- **What you are asked to do**
Please copy the leading lines of the entries below exactly, concluding with the line in which "use steam_server_runner::config::AppConfig;" occurs.

- **Entries shown**
----------

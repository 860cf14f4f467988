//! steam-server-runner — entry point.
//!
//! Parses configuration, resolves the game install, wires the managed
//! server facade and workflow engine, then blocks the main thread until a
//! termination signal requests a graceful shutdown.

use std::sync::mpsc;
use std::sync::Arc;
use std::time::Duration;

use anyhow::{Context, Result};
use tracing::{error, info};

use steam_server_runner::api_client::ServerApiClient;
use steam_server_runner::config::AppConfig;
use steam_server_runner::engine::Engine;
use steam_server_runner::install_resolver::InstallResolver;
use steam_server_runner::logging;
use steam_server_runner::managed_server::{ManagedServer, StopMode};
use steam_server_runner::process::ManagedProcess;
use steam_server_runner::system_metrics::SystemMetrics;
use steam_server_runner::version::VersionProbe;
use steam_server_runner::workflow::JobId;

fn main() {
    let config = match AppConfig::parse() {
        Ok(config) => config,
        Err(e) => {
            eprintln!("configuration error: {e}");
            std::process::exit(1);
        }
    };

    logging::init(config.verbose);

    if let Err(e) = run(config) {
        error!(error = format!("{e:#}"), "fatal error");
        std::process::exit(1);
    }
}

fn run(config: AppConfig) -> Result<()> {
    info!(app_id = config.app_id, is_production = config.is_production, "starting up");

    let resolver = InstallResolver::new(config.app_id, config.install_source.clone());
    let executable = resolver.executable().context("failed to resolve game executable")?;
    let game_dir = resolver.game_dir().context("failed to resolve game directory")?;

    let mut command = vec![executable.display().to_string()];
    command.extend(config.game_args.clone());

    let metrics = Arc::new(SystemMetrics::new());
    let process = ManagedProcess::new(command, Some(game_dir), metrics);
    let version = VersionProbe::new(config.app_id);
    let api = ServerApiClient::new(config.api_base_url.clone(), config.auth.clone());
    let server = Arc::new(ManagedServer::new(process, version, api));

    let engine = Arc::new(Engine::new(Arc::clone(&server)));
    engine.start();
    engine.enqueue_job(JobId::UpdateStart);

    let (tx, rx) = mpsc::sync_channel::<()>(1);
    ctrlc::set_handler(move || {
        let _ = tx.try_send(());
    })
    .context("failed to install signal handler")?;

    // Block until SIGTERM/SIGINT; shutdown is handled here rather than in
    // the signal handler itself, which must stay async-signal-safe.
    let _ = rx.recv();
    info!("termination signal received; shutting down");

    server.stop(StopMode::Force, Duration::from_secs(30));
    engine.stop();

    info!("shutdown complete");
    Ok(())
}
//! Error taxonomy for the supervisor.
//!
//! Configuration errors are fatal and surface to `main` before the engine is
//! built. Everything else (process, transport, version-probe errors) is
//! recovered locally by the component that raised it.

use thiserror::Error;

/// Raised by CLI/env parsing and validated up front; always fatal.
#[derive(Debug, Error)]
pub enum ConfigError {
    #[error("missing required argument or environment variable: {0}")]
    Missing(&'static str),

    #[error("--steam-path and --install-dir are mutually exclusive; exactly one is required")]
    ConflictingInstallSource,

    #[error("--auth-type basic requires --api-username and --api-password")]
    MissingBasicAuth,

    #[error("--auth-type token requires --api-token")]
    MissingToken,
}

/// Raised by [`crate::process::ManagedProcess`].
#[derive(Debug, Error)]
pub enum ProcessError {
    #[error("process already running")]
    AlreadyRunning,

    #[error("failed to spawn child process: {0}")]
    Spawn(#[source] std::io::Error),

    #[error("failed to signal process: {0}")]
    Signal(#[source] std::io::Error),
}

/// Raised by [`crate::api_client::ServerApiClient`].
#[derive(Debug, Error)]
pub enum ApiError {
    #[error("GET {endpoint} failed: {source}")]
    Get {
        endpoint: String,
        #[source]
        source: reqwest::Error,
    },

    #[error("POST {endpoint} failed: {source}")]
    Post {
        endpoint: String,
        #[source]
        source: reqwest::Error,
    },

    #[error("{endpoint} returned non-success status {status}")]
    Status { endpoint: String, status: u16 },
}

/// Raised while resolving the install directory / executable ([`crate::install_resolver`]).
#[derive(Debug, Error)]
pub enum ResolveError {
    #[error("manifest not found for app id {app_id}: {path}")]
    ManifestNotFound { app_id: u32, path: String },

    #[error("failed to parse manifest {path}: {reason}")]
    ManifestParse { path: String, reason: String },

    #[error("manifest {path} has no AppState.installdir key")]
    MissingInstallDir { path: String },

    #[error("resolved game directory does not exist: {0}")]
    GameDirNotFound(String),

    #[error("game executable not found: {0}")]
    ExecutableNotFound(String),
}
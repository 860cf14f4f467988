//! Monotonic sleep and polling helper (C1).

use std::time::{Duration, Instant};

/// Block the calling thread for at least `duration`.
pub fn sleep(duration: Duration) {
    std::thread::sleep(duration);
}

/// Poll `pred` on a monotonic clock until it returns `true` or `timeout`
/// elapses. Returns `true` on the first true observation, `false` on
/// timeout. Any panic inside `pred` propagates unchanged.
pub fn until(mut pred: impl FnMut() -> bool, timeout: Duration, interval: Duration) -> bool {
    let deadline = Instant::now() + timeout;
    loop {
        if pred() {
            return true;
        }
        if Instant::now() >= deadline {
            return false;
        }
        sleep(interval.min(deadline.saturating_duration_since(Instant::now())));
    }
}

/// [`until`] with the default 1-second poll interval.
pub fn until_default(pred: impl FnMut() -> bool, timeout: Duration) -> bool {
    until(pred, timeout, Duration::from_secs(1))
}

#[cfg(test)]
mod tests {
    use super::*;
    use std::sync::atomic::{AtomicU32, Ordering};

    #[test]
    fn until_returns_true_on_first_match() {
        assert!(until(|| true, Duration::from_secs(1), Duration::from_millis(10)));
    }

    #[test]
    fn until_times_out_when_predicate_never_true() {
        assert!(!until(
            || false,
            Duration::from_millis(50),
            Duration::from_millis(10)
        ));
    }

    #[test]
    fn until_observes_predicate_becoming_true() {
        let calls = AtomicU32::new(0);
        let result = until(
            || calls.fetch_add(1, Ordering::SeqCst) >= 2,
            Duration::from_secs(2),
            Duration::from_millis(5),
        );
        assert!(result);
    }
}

----------

- **Exercise solution**
repository 860cf14f4f467988
//! steam-server-runner — entry point.
//!
//! Parses configuration, resolves the game install, wires the managed
//! server facade and workflow engine, then blocks the main thread until a
//! termination signal requests a graceful shutdown.

use std::sync::mpsc;
use std::sync::Arc;
use std::time::Duration;

use anyhow::{Context, Result};
use tracing::{error, info};

use steam_server_runner::api_client::ServerApiClient;
use steam_server_runner::config::AppConfig;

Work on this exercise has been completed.